Dans ce panoptique familial infernal, la conclusion qu’en tire Kashmir Hill, c’est que notre surveillance à l’heure de l’internet des objets ne va pas cesser de s’étendre. En analysant les données envoyées par ses objets, sont collègue savait quand ils se levaient, se couchaient, quand ils regardaient la télé ou quand ils se brossaient les dents. Pour lui, l’aspect le plus inquiétant a été de constater en fait que « tous les appareils téléphonaient chez eux tous les jours, même s’ils n’avaient pas été utilisés » (et pour Amazon Echo, la connexion aux serveurs d’Amazon se fait même toutes les deux minutes !). L’ingénieur était capable de voir quand la maison était vide, car la quantité de données était ralentie mais jamais inexistante. Son constat est assez clair : la maison connectée s’apprête à créer de nouveaux flux d’information, un open-bar sur vos données !
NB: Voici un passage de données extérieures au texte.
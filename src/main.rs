use numerizer::cli::{self, CliArgs};
use numerizer::logging::{self, LogConfig};
use numerizer::models::ParseOutcome;
use numerizer::{parse_with, ParseOptions};
use std::env;
use std::io::{self, BufRead};
use std::process::ExitCode;

fn main() -> ExitCode {
    // Load .env file if it exists (silently ignore if it doesn't)
    let _ = dotenvy::dotenv();

    if let Err(e) = logging::init_logging(&LogConfig::from_env()) {
        eprintln!("Failed to initialize logging: {}", e);
    }

    let args: Vec<String> = env::args().skip(1).collect();
    let cli = match cli::parse_args(&args) {
        Ok(cli) => cli,
        Err(msg) => {
            eprintln!("{}", msg);
            eprintln!("Run with --help for usage");
            return ExitCode::from(2);
        }
    };

    if cli.help {
        cli::print_help();
        return ExitCode::SUCCESS;
    }
    if cli.version {
        cli::print_version();
        return ExitCode::SUCCESS;
    }

    let options = match cli.profile {
        Some(profile) => ParseOptions::for_profile(profile).with_env_overrides(),
        None => ParseOptions::from_env(),
    };
    tracing::debug!(?options, "Resolved parse options");

    let inputs = match collect_inputs(&cli) {
        Ok(inputs) => inputs,
        Err(e) => {
            eprintln!("Failed to read stdin: {}", e);
            return ExitCode::from(2);
        }
    };

    let mut failed = false;
    for input in &inputs {
        let result = parse_with(input, &options);
        let outcome = ParseOutcome::new(input, options.profile, &result);
        failed |= !outcome.is_success();

        if cli.json {
            match serde_json::to_string(&outcome) {
                Ok(json) => println!("{}", json),
                Err(e) => {
                    tracing::error!("Failed to serialize result: {}", e);
                    failed = true;
                }
            }
            continue;
        }

        match result {
            Ok(value) => println!("{}", value),
            Err(e) => eprintln!("error: {:?}: {}", input, e),
        }
    }

    if failed {
        ExitCode::FAILURE
    } else {
        ExitCode::SUCCESS
    }
}

/// The phrase given on the command line, or every non-blank stdin line
fn collect_inputs(cli: &CliArgs) -> io::Result<Vec<String>> {
    if !cli.text.is_empty() {
        return Ok(vec![cli.text.join(" ")]);
    }

    let mut inputs = Vec::new();
    for line in io::stdin().lock().lines() {
        let line = line?;
        if !line.trim().is_empty() {
            inputs.push(line);
        }
    }
    Ok(inputs)
}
« Tous les appareils connectés téléphonent constamment à leurs fabricants. Vous ne serez pas au courant que ces conversations se déroulent à moins que vous soyez techniquement avertis ou que vous surveillez votre routeur comme nous l’avons fait. Et même si vous l’êtes, parce que les conversations sont généralement chiffrées, vous ne serez pas en mesure de voir ce que vos affaires disent de vous. Lorsque vous achetez un appareil intelligent, il ne vous appartient pas seulement : vous en partagez la garde avec la compagnie qui l’a fabriqué ! »

De quoi relativiser pleinement le fameux adage : « si c’est gratuit, c’est vous le produit ! » Car si c’est payant, c’est vous aussi !

MAJ : Dans une interview pour le Linc de la CNIL, les chercheurs du laboratoire Sense d’Orange, Julia Velkovska et Moustafa Zouinar, qui étudient l’usage des assistants vocaux remarquent qu’il n’est pas simple de parler aux assistants vocaux. Demander quelque chose de simple, comme la météo, nécessite souvent de répéter plusieurs fois l’énoncé. Ces systèmes emblématiques de l’IOT nécessitent un « véritable travail de l’utilisateur », des efforts qui vont de la reformulation, à parler plus fort ou à se rapprocher de l’objet. « Plus le système fonctionne correctement et plus les utilisateurs ont tendance à parler naturellement et plus cela risque de conduire à l’échec du dialogue ». Le problème est que les utilisateurs ne connaissent pas les limites de ces assistants qui sont promus sous l’illusion d’une conversation naturelle. Les enfants ou les adultes avec accent ont souvent du mal à se faire entendre de ces appareils, ce qui génère frustration et exclusion.